Ma non riusciranno ad eradicare un sostrato culturale permeato – nell’arco degli ultimi quarant’anni – da forti ondate di giustizialismo o populismo penale. Questo perché la notizia di un reato sarà sempre più appetibile – dal punto di vista mediale – di tante altre notizie. E la comunicazione politica non smetterà di riprendere, rincorrere freneticamente i temi dettati da un sistema turbo o ipermediale, ovvero un sistema in cui ogni notizia è superata da quella successiva nell’arco di pochi giorni.
Il codice penale non basta
L’inasprimento delle pene per reati già esistenti, l’inserimento di nuovi reati, non aumenterà le difese immunitarie contro gli illegalismi, poiché la cultura della legalità si può infondere sono avvicinando il cittadino allo Stato. Mentre la penalizzazione tende a creare dei fossati, dei solchi abissali che isolano alcune fasce di popolazione.
La penalizzazione non solo non diminuisce i tassi di criminalità; piuttosto crea delle sacche concentrate, dense, dove la criminalità si intensifica per dei fattori ambientali e sociali che pesano come un macigno.

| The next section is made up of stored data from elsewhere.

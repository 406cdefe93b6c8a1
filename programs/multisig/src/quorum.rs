// Approval tracking and quorum evaluation
//
// Approvals are stored as owner identities on the proposal and are always
// counted against the owner set read at execution time. An approval from an
// identity that governance has since removed stays on the record but no
// longer counts. Counts are never cached on the proposal.
use anchor_lang::prelude::*;

/// Number of recorded approvals that belong to a current owner
#[must_use]
pub fn live_approvals(approvals: &[Pubkey], owners: &[Pubkey]) -> u64 {
    approvals
        .iter()
        .filter(|approver| owners.contains(approver))
        .count() as u64
}

/// Whether the live approvals satisfy the threshold
#[must_use]
pub const fn meets_threshold(live_approvals: u64, threshold: u64) -> bool {
    live_approvals >= threshold
}

/// Drop approvals from identities that are no longer owners.
///
/// Only used to make room when the approval list is full; the dropped
/// entries contribute nothing to `live_approvals` under `owners`.
/// Returns the number of approvals removed.
pub fn prune_stale(approvals: &mut Vec<Pubkey>, owners: &[Pubkey]) -> usize {
    let before = approvals.len();
    approvals.retain(|approver| owners.contains(approver));
    before - approvals.len()
}
#![allow(deprecated, unexpected_cfgs)]
use anchor_lang::prelude::*;

// ================================
// Module Declarations
// ================================

pub mod errors;
pub mod events;
pub mod instructions;
pub mod quorum;
pub mod state;
pub mod validation;


// ================================
// Public API Exports
// ================================

pub use errors::MultisigError;
pub use events::*;
pub use state::*;

// Re-export all instruction items at crate root for Anchor's macro
#[allow(ambiguous_glob_reexports)]
pub use instructions::*;

// ================================
// Capacity Constants
// ================================
// Multisig accounts are allocated once at their maximum size so governance
// never has to reallocate. Proposal accounts are sized to their contents,
// bounded by the limits below to stay within a single transaction.

/// Maximum number of owners a multisig can hold
pub const MAX_OWNERS: usize = 16;

/// Maximum number of account descriptors a proposal can carry
pub const MAX_TARGET_ACCOUNTS: usize = 24;

/// Maximum size of a proposal's opaque instruction payload
pub const MAX_PAYLOAD_SIZE: usize = 1024;

// ================================
// Program ID Declaration
// ================================

declare_id!("mof7nJDsVuwYw1WfJkEKo37WqkjHEBRy6UPMSnqKyey");

// Make ID accessible for tests
pub const PROGRAM_ID: Pubkey = ID;

// ================================
// Program Instruction Handlers
// ================================

#[allow(deprecated, unexpected_cfgs)]
#[program]
pub mod multisig {
    use super::*;
    use crate::instructions;

    /// Create a multisig with its owner set, approval threshold and signer nonce
    pub fn create_multisig(
        ctx: Context<CreateMultisig>,
        owners: Vec<Pubkey>,
        threshold: u64,
        nonce: u8,
    ) -> Result<()> {
        instructions::create_multisig(ctx, owners, threshold, nonce)
    }

    /// Propose an arbitrary instruction to be executed by the multisig signer.
    /// The proposer is recorded as the first approval.
    pub fn create_proposal(
        ctx: Context<CreateProposal>,
        target_program: Pubkey,
        target_accounts: Vec<ProposalAccount>,
        payload: Vec<u8>,
    ) -> Result<()> {
        instructions::create_proposal(ctx, target_program, target_accounts, payload)
    }

    /// Approve a pending proposal on behalf of one owner
    pub fn approve(ctx: Context<Approve>) -> Result<()> {
        instructions::approve(ctx)
    }

    /// Execute a proposal once the current owners have reached the threshold
    pub fn execute_proposal<'info>(
        ctx: Context<'_, '_, '_, 'info, ExecuteProposal<'info>>,
    ) -> Result<()> {
        instructions::execute_proposal(ctx)
    }

    /// Replace the owner set. Only reachable through an executed proposal.
    pub fn set_owners(ctx: Context<Auth>, owners: Vec<Pubkey>) -> Result<()> {
        instructions::set_owners(ctx, owners)
    }

    /// Change the approval threshold. Only reachable through an executed proposal.
    pub fn change_threshold(ctx: Context<Auth>, threshold: u64) -> Result<()> {
        instructions::change_threshold(ctx, threshold)
    }

    /// Replace owners and threshold together. Only reachable through an executed proposal.
    pub fn set_owners_and_change_threshold(
        ctx: Context<Auth>,
        owners: Vec<Pubkey>,
        threshold: u64,
    ) -> Result<()> {
        instructions::set_owners_and_change_threshold(ctx, owners, threshold)
    }
}
use anchor_lang::prelude::*;

// ================================
// Registry Events
// ================================

/// Emitted when a multisig is created
#[event]
pub struct MultisigCreated {
    pub multisig: Pubkey,
    pub signer: Pubkey,       // Derived signer acting for the multisig
    pub owners: Vec<Pubkey>,
    pub threshold: u64,
}

/// Emitted when governance replaces the owner set
#[event]
pub struct OwnersChanged {
    pub multisig: Pubkey,
    pub owners: Vec<Pubkey>,
}

/// Emitted when governance changes the threshold
#[event]
pub struct ThresholdChanged {
    pub multisig: Pubkey,
    pub previous: u64,
    pub threshold: u64,
}

// ================================
// Proposal Events
// ================================

#[event]
pub struct ProposalCreated {
    pub multisig: Pubkey,
    pub proposal: Pubkey,
    pub proposer: Pubkey,
    pub target_program: Pubkey,
}

#[event]
pub struct ProposalApproved {
    pub multisig: Pubkey,
    pub proposal: Pubkey,
    pub owner: Pubkey,
    pub live_approvals: u64,  // Approvals from current owners
}

/// Emitted after the target instruction ran under the multisig signer
#[event]
pub struct ProposalExecuted {
    pub multisig: Pubkey,
    pub proposal: Pubkey,
    pub target_program: Pubkey,
    pub live_approvals: u64,
}
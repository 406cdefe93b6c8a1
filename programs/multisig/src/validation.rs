// Input validation for registry and proposal parameters
//
// Owner lists and thresholds arrive from untrusted instruction data, both at
// creation and through governance. The registry invariants
// (non-empty unique owners, 1 <= threshold <= owners) are enforced here so
// every entrypoint applies exactly the same rules.
use crate::{
    errors::MultisigError,
    state::ProposalAccount,
    MAX_OWNERS, MAX_PAYLOAD_SIZE, MAX_TARGET_ACCOUNTS,
};
use anchor_lang::prelude::*;
use std::collections::HashSet;

/// Validate an owner set: non-empty, bounded and free of duplicates
pub fn validate_owners(owners: &[Pubkey]) -> Result<()> {
    require!(
        !owners.is_empty() && owners.len() <= MAX_OWNERS,
        MultisigError::InvalidOwners
    );

    let mut seen = HashSet::with_capacity(owners.len());
    for owner in owners {
        require!(seen.insert(owner), MultisigError::InvalidOwners);
    }
    Ok(())
}

/// Validate a threshold against the number of owners it applies to
pub fn validate_threshold(threshold: u64, owner_count: usize) -> Result<()> {
    require!(
        threshold >= 1 && threshold <= owner_count as u64,
        MultisigError::InvalidThreshold
    );
    Ok(())
}

/// Validate the instruction a proposal carries fits within the proposal limits
pub fn validate_proposal_size(accounts: &[ProposalAccount], payload: &[u8]) -> Result<()> {
    require!(
        accounts.len() <= MAX_TARGET_ACCOUNTS && payload.len() <= MAX_PAYLOAD_SIZE,
        MultisigError::ProposalTooLarge
    );
    Ok(())
}
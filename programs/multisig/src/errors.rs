// Error codes for the multisig program
//
// Every handler fails the whole instruction on the first violated
// precondition, so callers always see one of these specific codes and the
// runtime discards any writes made before the failure.
//
// Codes are grouped by the component that raises them.

use anchor_lang::prelude::*;

#[error_code]
pub enum MultisigError {
    // ===== Registry Errors =====
    #[msg("Owners must be non-empty, unique and within the maximum owner count")]
    InvalidOwners, // 6000

    #[msg("Threshold must be at least one and at most the number of owners")]
    InvalidThreshold, // 6001

    #[msg("Nonce does not derive a valid multisig signer address")]
    InvalidSignerNonce, // 6002

    #[msg("Registry mutations must be signed by the multisig signer")]
    UnauthorizedGovernanceCall, // 6003

    // ===== Proposal Errors =====
    #[msg("The proposer is not an owner of this multisig")]
    UnauthorizedProposer, // 6004

    #[msg("The approver is not an owner of this multisig")]
    UnauthorizedApprover, // 6005

    #[msg("This owner has already approved the proposal")]
    DuplicateApproval, // 6006

    #[msg("The proposal does not belong to this multisig")]
    RegistryMismatch, // 6007

    #[msg("Proposal exceeds the account or payload size limits")]
    ProposalTooLarge, // 6008

    // ===== Execution Errors =====
    #[msg("The proposal has already been executed")]
    AlreadyExecuted, // 6009

    #[msg("Not enough current owners approved this proposal")]
    ThresholdNotMet, // 6010

    #[msg("The target instruction failed")]
    InvocationFailed, // 6011
}
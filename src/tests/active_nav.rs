use super::*;

const NAV_HTML: &str = r#"
    <nav class="sidebar">
      <a class="nav-link" id="home" href="index.html">Home</a>
      <a class="nav-link" id="setup" href="setup.html">Setup</a>
      <a class="nav-link" id="api" href="api.html">API</a>
      <a class="nav-link" id="abs" href="/docs/setup.html">Setup (absolute)</a>
    </nav>
    "#;

#[test]
fn link_matching_last_path_segment_is_marked_active() -> Result<()> {
    let page = Page::from_html_with_url("https://docs.example.com/docs/setup.html", NAV_HTML)?;
    assert!(page.has_class("#setup", "active")?);
    page.assert_count(".nav-link.active", 1)?;
    assert_eq!(page.location().page_identifier(), "setup.html");

    let report = page
        .install_report()
        .ok_or_else(|| Error::Runtime("behaviors not installed".into()))?;
    assert_eq!(report.page_identifier, "setup.html");
    assert_eq!(report.active_links, 1);
    Ok(())
}

#[test]
fn site_root_resolves_to_index_html() -> Result<()> {
    let page = Page::from_html_with_url("https://docs.example.com/", NAV_HTML)?;
    assert!(page.has_class("#home", "active")?);
    page.assert_count(".nav-link.active", 1)?;
    Ok(())
}

#[test]
fn directory_path_resolves_to_index_html() -> Result<()> {
    let page = Page::from_html_with_url("https://docs.example.com/docs/", NAV_HTML)?;
    assert!(page.has_class("#home", "active")?);
    assert!(!page.has_class("#setup", "active")?);
    Ok(())
}

#[test]
fn query_and_fragment_do_not_affect_the_identifier() -> Result<()> {
    let page =
        Page::from_html_with_url("https://docs.example.com/api.html?v=2#errors", NAV_HTML)?;
    assert!(page.has_class("#api", "active")?);
    page.assert_count(".nav-link.active", 1)?;
    Ok(())
}

#[test]
fn unknown_page_marks_nothing() -> Result<()> {
    let page = Page::from_html_with_url("https://docs.example.com/changelog.html", NAV_HTML)?;
    page.assert_count(".nav-link.active", 0)?;
    Ok(())
}

#[test]
fn every_link_with_the_identifier_is_marked() -> Result<()> {
    let html = r#"
        <a class="nav-link" id="top" href="setup.html">Setup</a>
        <a class="nav-link" id="bottom" href="setup.html">Setup again</a>
        "#;
    let page = Page::from_html_with_url("https://docs.example.com/setup.html", html)?;
    assert!(page.has_class("#top", "active")?);
    assert!(page.has_class("#bottom", "active")?);
    Ok(())
}

#[test]
fn page_identifier_from_path_handles_edge_paths() {
    assert_eq!(page_identifier_from_path("/docs/setup.html"), "setup.html");
    assert_eq!(page_identifier_from_path("/"), "index.html");
    assert_eq!(page_identifier_from_path(""), "index.html");
    assert_eq!(page_identifier_from_path("/docs/"), "index.html");
    assert_eq!(page_identifier_from_path("guide"), "guide");
}

#[test]
fn invalid_page_url_is_reported() {
    match Page::from_html_with_url("not a url", NAV_HTML) {
        Err(Error::InvalidUrl(message)) => assert!(message.starts_with("not a url")),
        other => panic!("expected invalid url, got {other:?}"),
    }
}
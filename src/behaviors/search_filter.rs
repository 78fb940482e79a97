use crate::dom::NodeId;
use crate::page::Page;
use crate::Result;

impl Page {
    // Linear scan per keystroke; pages are small and fully loaded.
    pub(super) fn filter_sections(&mut self, input: NodeId) -> Result<()> {
        let query = self.dom.value(input)?.to_lowercase();
        let sections_selector = self.behavior_state()?.config.selectors.sections.clone();
        let sections = self.dom.query_selector_all(&sections_selector)?;

        let mut shown = 0usize;
        for section in &sections {
            let visible =
                query.is_empty() || self.dom.text_content(*section).to_lowercase().contains(&query);
            let display = if visible { "block" } else { "none" };
            self.dom.set_style_property(*section, "display", display)?;
            if visible {
                shown += 1;
            }
        }

        self.trace_behavior_line(format!(
            "[behavior] search query={:?} shown={}/{}",
            query,
            shown,
            sections.len()
        ));
        Ok(())
    }
}
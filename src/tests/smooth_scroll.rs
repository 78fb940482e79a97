use super::*;

const ANCHOR_HTML: &str = r##"
    <nav>
      <a id="to-install" href="#install">Install</a>
      <a id="to-missing" href="#missing">Missing</a>
      <a id="bare" href="#">Top</a>
      <a id="external" href="https://example.com/guide.html">Guide</a>
    </nav>
    <h2 id="install">Installation</h2>
    "##;

#[test]
fn anchor_click_requests_smooth_scroll_to_target_top() -> Result<()> {
    let mut page = Page::from_html(ANCHOR_HTML)?;
    page.click("#to-install")?;

    assert_eq!(
        page.take_scroll_requests(),
        vec![ScrollRequest {
            target: ScrollTarget::Element("h2#install".into()),
            behavior: ScrollBehavior::Smooth,
            block: Some(ScrollBlock::Start),
        }]
    );
    assert!(page.take_navigations().is_empty());
    assert!(page.take_scroll_requests().is_empty());
    Ok(())
}

#[test]
fn anchor_without_target_only_suppresses_navigation() -> Result<()> {
    let mut page = Page::from_html(ANCHOR_HTML)?;
    page.click("#to-missing")?;
    assert!(page.take_scroll_requests().is_empty());
    assert!(page.take_navigations().is_empty());
    Ok(())
}

#[test]
fn bare_hash_href_is_a_quiet_no_op() -> Result<()> {
    let mut page = Page::from_html(ANCHOR_HTML)?;
    page.click("#bare")?;
    assert!(page.take_scroll_requests().is_empty());
    assert!(page.take_navigations().is_empty());
    Ok(())
}

#[test]
fn regular_links_still_navigate() -> Result<()> {
    let mut page = Page::from_html(ANCHOR_HTML)?;
    page.click("#external")?;
    assert_eq!(
        page.take_navigations(),
        vec!["https://example.com/guide.html".to_string()]
    );
    assert!(page.take_scroll_requests().is_empty());
    Ok(())
}

#[test]
fn clicking_inside_an_anchor_uses_the_anchor_href() -> Result<()> {
    let html = r##"
        <a id="link" href="#target"><span id="inner">Jump</span></a>
        <section id="target" class="section">Target</section>
        "##;
    let mut page = Page::from_html(html)?;
    page.click("#inner")?;

    let requests = page.take_scroll_requests();
    assert_eq!(requests.len(), 1);
    assert_eq!(
        requests[0].target,
        ScrollTarget::Element("section#target.section".into())
    );
    assert!(page.take_navigations().is_empty());
    Ok(())
}

#[test]
fn anchor_scroll_does_not_move_the_viewport_offset() -> Result<()> {
    let mut page = Page::from_html(ANCHOR_HTML)?;
    page.scroll_to(120)?;
    page.click("#to-install")?;
    assert_eq!(page.scroll_y(), 120);
    Ok(())
}
use crate::dom::NodeId;
use crate::events::{EventTarget, Listener};
use crate::page::Page;
use crate::platform::{ScrollBehavior, ScrollRequest, ScrollTarget};
use crate::{Error, Result};

use super::Action;

pub(crate) const BACK_TO_TOP_CLASS: &str = "back-to-top";

const BACK_TO_TOP_LABEL: &str = "\u{2191}";

const BACK_TO_TOP_STYLE: &str = "
  position: fixed;
  bottom: 2rem;
  right: 2rem;
  background: var(--primary);
  color: white;
  border: none;
  width: 50px;
  height: 50px;
  border-radius: 50%;
  font-size: 1.5rem;
  cursor: pointer;
  display: none;
  z-index: 1000;
  box-shadow: 0 4px 6px var(--shadow);
  transition: all 0.3s;
";

impl Page {
    /// Appends the hidden floating button to `<body>` and wires its click.
    pub(super) fn create_back_to_top(&mut self) -> Result<NodeId> {
        let body = self
            .dom
            .body()
            .ok_or_else(|| Error::Runtime("document has no body".into()))?;

        let button = self.dom.create_detached_element("button");
        self.dom.set_text_content(button, BACK_TO_TOP_LABEL)?;
        self.dom.class_add(button, BACK_TO_TOP_CLASS)?;
        self.dom.set_style_text(button, BACK_TO_TOP_STYLE)?;
        self.dom.append_child(body, button)?;

        self.listeners.add(
            EventTarget::Node(button),
            "click",
            Listener {
                capture: false,
                action: Action::ScrollToTop,
            },
        );
        Ok(button)
    }

    // Plain threshold: offsets hovering around it flip visibility each time.
    pub(super) fn sync_back_to_top(&mut self) -> Result<()> {
        let state = self.behavior_state()?;
        let Some(button) = state.back_to_top else {
            return Ok(());
        };
        let visible = self.viewport.scroll_y > state.config.back_to_top_threshold_px;
        let display = if visible { "block" } else { "none" };
        self.dom.set_style_property(button, "display", display)?;
        self.trace_behavior_line(format!(
            "[behavior] back-to-top scroll_y={} display={display}",
            self.viewport.scroll_y
        ));
        Ok(())
    }

    pub(super) fn scroll_back_to_top(&mut self) -> Result<()> {
        self.request_scroll(ScrollRequest {
            target: ScrollTarget::Offset(0),
            behavior: ScrollBehavior::Smooth,
            block: None,
        })
    }
}
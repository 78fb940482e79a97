use super::*;

const PAGE_HTML: &str = r#"<main><h1 id="title">Docs</h1></main>"#;

#[test]
fn one_hidden_back_to_top_button_is_appended_to_body() -> Result<()> {
    let page = Page::from_html(PAGE_HTML)?;
    page.assert_count(".back-to-top", 1)?;
    page.assert_count("body > button.back-to-top", 1)?;
    page.assert_count("main + .back-to-top", 1)?;
    page.assert_text(".back-to-top", "\u{2191}")?;
    assert!(!page.is_displayed(".back-to-top")?);

    assert_eq!(page.style_property(".back-to-top", "position")?.as_deref(), Some("fixed"));
    assert_eq!(page.style_property(".back-to-top", "bottom")?.as_deref(), Some("2rem"));
    assert_eq!(page.style_property(".back-to-top", "right")?.as_deref(), Some("2rem"));
    assert_eq!(page.style_property(".back-to-top", "z-index")?.as_deref(), Some("1000"));
    assert_eq!(
        page.style_property(".back-to-top", "box-shadow")?.as_deref(),
        Some("0 4px 6px var(--shadow)")
    );
    assert!(page.install_report().is_some_and(|report| report.back_to_top));
    Ok(())
}

#[test]
fn button_shows_strictly_above_the_threshold() -> Result<()> {
    let mut page = Page::from_html(PAGE_HTML)?;

    page.scroll_to(301)?;
    assert!(page.is_displayed(".back-to-top")?);

    page.scroll_to(300)?;
    assert!(!page.is_displayed(".back-to-top")?);

    page.scroll_to(1200)?;
    assert!(page.is_displayed(".back-to-top")?);

    page.scroll_to(0)?;
    assert!(!page.is_displayed(".back-to-top")?);
    Ok(())
}

#[test]
fn activation_smooth_scrolls_to_the_top_and_hides_the_button() -> Result<()> {
    let mut page = Page::from_html(PAGE_HTML)?;
    page.scroll_to(900)?;
    assert!(page.is_displayed(".back-to-top")?);

    page.click(".back-to-top")?;
    assert_eq!(page.scroll_y(), 0);
    assert_eq!(
        page.take_scroll_requests(),
        vec![ScrollRequest {
            target: ScrollTarget::Offset(0),
            behavior: ScrollBehavior::Smooth,
            block: None,
        }]
    );
    assert!(!page.is_displayed(".back-to-top")?);
    Ok(())
}

#[test]
fn negative_scroll_offsets_clamp_to_zero() -> Result<()> {
    let mut page = Page::from_html(PAGE_HTML)?;
    page.scroll_to(-40)?;
    assert_eq!(page.scroll_y(), 0);
    assert!(!page.is_displayed(".back-to-top")?);
    Ok(())
}

#[test]
fn scroll_events_fire_only_when_the_offset_changes() -> Result<()> {
    let mut page = Page::from_html(PAGE_HTML)?;
    page.enable_trace(true);
    page.set_trace_events(false);
    page.set_trace_timers(false);

    page.scroll_to(500)?;
    page.scroll_to(500)?;
    let logs = page.take_trace_logs();
    let syncs = logs
        .iter()
        .filter(|line| line.starts_with("[behavior] back-to-top"))
        .count();
    assert_eq!(syncs, 1, "unexpected trace: {logs:?}");
    Ok(())
}

#[test]
fn custom_threshold_is_honored() -> Result<()> {
    let options = PageOptions::new()
        .with_behaviors(BehaviorConfig::default().with_back_to_top_threshold(100));
    let mut page = Page::from_html_with_options(PAGE_HTML, options)?;
    page.scroll_to(150)?;
    assert!(page.is_displayed(".back-to-top")?);
    Ok(())
}
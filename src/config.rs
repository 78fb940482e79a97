use crate::platform::{Clipboard, MemoryClipboard, MemoryStore, PreferenceStore, Viewport};
use crate::selector::validate_selector;
use crate::{Error, Result};

/// Selectors for the page elements the behaviors attach to.
#[derive(Debug, Clone, PartialEq, Eq)]
pub struct PageSelectors {
    pub theme_toggle: String,
    pub menu_toggle: String,
    pub sidebar: String,
    pub nav_links: String,
    pub copy_buttons: String,
    pub search_input: String,
    pub sections: String,
    pub code_blocks: String,
    pub anchor_links: String,
}

impl Default for PageSelectors {
    fn default() -> Self {
        Self {
            theme_toggle: "#theme-toggle".into(),
            menu_toggle: "#mobile-menu-btn".into(),
            sidebar: ".sidebar".into(),
            nav_links: ".nav-link".into(),
            copy_buttons: ".copy-btn".into(),
            search_input: "#search-box".into(),
            sections: ".section".into(),
            code_blocks: "pre".into(),
            anchor_links: "a[href^=\"#\"]".into(),
        }
    }
}

impl PageSelectors {
    fn entries(&self) -> [(&'static str, &str); 9] {
        [
            ("theme_toggle", self.theme_toggle.as_str()),
            ("menu_toggle", self.menu_toggle.as_str()),
            ("sidebar", self.sidebar.as_str()),
            ("nav_links", self.nav_links.as_str()),
            ("copy_buttons", self.copy_buttons.as_str()),
            ("search_input", self.search_input.as_str()),
            ("sections", self.sections.as_str()),
            ("code_blocks", self.code_blocks.as_str()),
            ("anchor_links", self.anchor_links.as_str()),
        ]
    }
}

#[derive(Debug, Clone, PartialEq, Eq)]
pub struct BehaviorConfig {
    pub storage_key: String,
    pub theme_attribute: String,
    pub active_class: String,
    pub mobile_breakpoint_px: u32,
    pub back_to_top_threshold_px: i64,
    pub copy_revert_ms: i64,
    pub copy_label: String,
    pub copied_label: String,
    pub copy_failed_label: String,
    pub code_language_label: String,
    pub selectors: PageSelectors,
}

impl Default for BehaviorConfig {
    fn default() -> Self {
        Self {
            storage_key: "theme".into(),
            theme_attribute: "data-theme".into(),
            active_class: "active".into(),
            mobile_breakpoint_px: 768,
            back_to_top_threshold_px: 300,
            copy_revert_ms: 2000,
            copy_label: "Copy".into(),
            copied_label: "Copied!".into(),
            copy_failed_label: "Failed".into(),
            code_language_label: "Code".into(),
            selectors: PageSelectors::default(),
        }
    }
}

impl BehaviorConfig {
    pub fn with_storage_key(mut self, key: impl Into<String>) -> Self {
        self.storage_key = key.into();
        self
    }

    pub fn with_mobile_breakpoint(mut self, px: u32) -> Self {
        self.mobile_breakpoint_px = px;
        self
    }

    pub fn with_back_to_top_threshold(mut self, px: i64) -> Self {
        self.back_to_top_threshold_px = px;
        self
    }

    pub fn with_copy_revert_ms(mut self, delay_ms: i64) -> Self {
        self.copy_revert_ms = delay_ms;
        self
    }

    pub fn with_selectors(mut self, selectors: PageSelectors) -> Self {
        self.selectors = selectors;
        self
    }

    pub fn validate(&self) -> Result<()> {
        if self.storage_key.is_empty() {
            return Err(Error::InvalidConfig("storage_key must not be empty".into()));
        }
        if self.theme_attribute.is_empty() || self.active_class.is_empty() {
            return Err(Error::InvalidConfig(
                "theme_attribute and active_class must not be empty".into(),
            ));
        }
        if self.active_class.chars().any(char::is_whitespace) {
            return Err(Error::InvalidConfig(format!(
                "active_class must be a single class token: {:?}",
                self.active_class
            )));
        }
        if self.copy_revert_ms <= 0 {
            return Err(Error::InvalidConfig(format!(
                "copy_revert_ms must be positive (got {})",
                self.copy_revert_ms
            )));
        }
        if self.back_to_top_threshold_px < 0 {
            return Err(Error::InvalidConfig(format!(
                "back_to_top_threshold_px must be non-negative (got {})",
                self.back_to_top_threshold_px
            )));
        }
        for (name, selector) in self.selectors.entries() {
            validate_selector(selector).map_err(|err| {
                Error::InvalidConfig(format!("selectors.{name} is not usable: {err}"))
            })?;
        }
        Ok(())
    }
}

/// Everything a [`crate::Page`] needs besides its markup.
#[derive(Debug)]
pub struct PageOptions {
    pub url: String,
    pub viewport: Viewport,
    pub store: Box<dyn PreferenceStore>,
    pub clipboard: Box<dyn Clipboard>,
    pub behaviors: BehaviorConfig,
    pub auto_install: bool,
    pub trace: bool,
}

impl Default for PageOptions {
    fn default() -> Self {
        Self {
            url: "about:blank".into(),
            viewport: Viewport::default(),
            store: Box::new(MemoryStore::new()),
            clipboard: Box::new(MemoryClipboard::new()),
            behaviors: BehaviorConfig::default(),
            auto_install: true,
            trace: false,
        }
    }
}

impl PageOptions {
    pub fn new() -> Self {
        Self::default()
    }

    pub fn with_url(mut self, url: impl Into<String>) -> Self {
        self.url = url.into();
        self
    }

    pub fn with_viewport_width(mut self, px: u32) -> Self {
        self.viewport.inner_width = px;
        self
    }

    pub fn with_store(mut self, store: impl PreferenceStore + 'static) -> Self {
        self.store = Box::new(store);
        self
    }

    pub fn with_clipboard(mut self, clipboard: impl Clipboard + 'static) -> Self {
        self.clipboard = Box::new(clipboard);
        self
    }

    pub fn with_behaviors(mut self, behaviors: BehaviorConfig) -> Self {
        self.behaviors = behaviors;
        self
    }

    /// Leaves the page bare so callers can install [`crate::PageBehaviors`]
    /// themselves.
    pub fn without_behaviors(mut self) -> Self {
        self.auto_install = false;
        self
    }

    pub fn with_trace(mut self, enabled: bool) -> Self {
        self.trace = enabled;
        self
    }
}
use crate::page::Page;
use crate::theme::Theme;
use crate::{Error, Result};

impl Page {
    /// Writes `theme` onto the document root and the toggle icon.
    pub(crate) fn apply_theme(&mut self, theme: Theme) -> Result<()> {
        let state = self.behavior_state()?;
        let attribute = state.config.theme_attribute.clone();
        let toggle = state.theme_toggle;

        let root = self
            .dom
            .document_element()
            .ok_or_else(|| Error::Runtime("document has no root element".into()))?;
        self.dom.set_attr(root, &attribute, theme.as_str())?;
        if let Some(toggle) = toggle {
            self.dom.set_text_content(toggle, theme.icon())?;
        }
        Ok(())
    }

    pub(super) fn toggle_theme(&mut self) -> Result<()> {
        let attribute = self.behavior_state()?.config.theme_attribute.clone();
        let root = self
            .dom
            .document_element()
            .ok_or_else(|| Error::Runtime("document has no root element".into()))?;
        let next = Theme::toggled_from_attr(self.dom.attr(root, &attribute));
        self.apply_theme(next)?;

        let Some(state) = self.behaviors.as_mut() else {
            return Ok(());
        };
        state.preference.set(next);
        let persisted = state.preference.persist(self.store.as_mut());
        let key = state.preference.key().to_string();
        match persisted {
            Ok(()) => self.trace_behavior_line(format!(
                "[behavior] theme toggled to={next} persisted key={key}"
            )),
            // The new theme stays applied for this page even if it can't be saved.
            Err(err) => {
                tracing::warn!(key = %key, error = %err, "failed to persist theme preference");
                self.trace_behavior_line(format!(
                    "[behavior] theme toggled to={next} persist_failed={err}"
                ));
            }
        }
        Ok(())
    }

    /// Theme the reader currently has selected, as tracked by the installed
    /// behaviors.
    pub fn theme(&self) -> Option<Theme> {
        self.behaviors
            .as_ref()
            .map(|state| state.preference.theme())
    }
}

La demografia della popolazione “criminale” ci restituisce un grande dato di fondo: minori sono le capacità culturali, sociali degli individui, maggiori sono le probabilità che questi ultimi commettano dei reati.
Tale ragionamento non è nell’ordine della giustificazione delle condotte individuali delittuose. Si tratta di evidenziare che esistono delle responsabilità sociali nella produzione differenziata degli illegalismi; che un reato non si può combattere solo con il codice penale, ma anche e soprattutto con delle politiche che ne eliminano – o comunque ne riducono di molto – l’interesse, la ragione, la necessità.
Errori giudiziari impuniti
Si dovrebbe perfino avere il coraggio di mettere in discussione il nostro sistema carcerario, a tratti fatiscente e degradato, incapace di raggiungere (nei fatti) il valore costituzionalmente rilevante della “rieducazione”.
Alzare sempre di più il grido di sdegno verso gli errori giudiziari, per troppo tempo rimasti impuniti. Da tali errori, sovente avviati da una cultura del sospetto e una pratica penale inquisitoria, deriva il disallineamento tra verità e giustizia e la conseguente sfiducia nei confronti della giustizia. Ma l’effetto giuridicamente più rilevante è quello di una violazione della dignità della persona umana, ovvero violazione del diritto che è architrave, elemento primigenio di una società fondata sullo stato di diritto, sui valori democratici e liberali.